Instructions to follow: Please return all of the entries below exactly as they are written.

=== Records to use ===

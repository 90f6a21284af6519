//! API route definitions

use axum::routing::get;
use axum::routing::post;
use axum::Router;

use super::handlers::AppState;
use super::handlers::{
    self,
};

/// Create RESTful API router
pub fn api_routes(state: AppState) -> Router {
    Router::new()
        // Health check
        .route("/health", get(handlers::health))
        // Chat endpoints
        .route("/chat", post(handlers::chat))
        .route("/suggestions", get(handlers::suggestions))
        // Knowledge base endpoints
        .route("/search", post(handlers::search))
        .route("/sections", get(handlers::list_sections))
        .route("/sections/:name", get(handlers::get_section))
        .with_state(state)
}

===

Task output:
repository 90f6a21284af6519
//! API route definitions

use axum::routing::get;
use axum::routing::post;
use axum::Router;

use super::handlers::AppState;
use super::handlers::{
    self,
};

/// Create RESTful API router
pub fn api_routes(state: AppState) -> Router {
    Router::new()
        // Health check
        .route("/health", get(handlers::health))
        // Chat endpoints
        .route("/chat", post(handlers::chat))
        .route("/suggestions", get(handlers::suggestions))
        // Knowledge base endpoints
        .route("/search", post(handlers::search))
        .route("/sections", get(handlers::list_sections))
        .route("/sections/:name", get(handlers::get_section))
        .with_state(state)
}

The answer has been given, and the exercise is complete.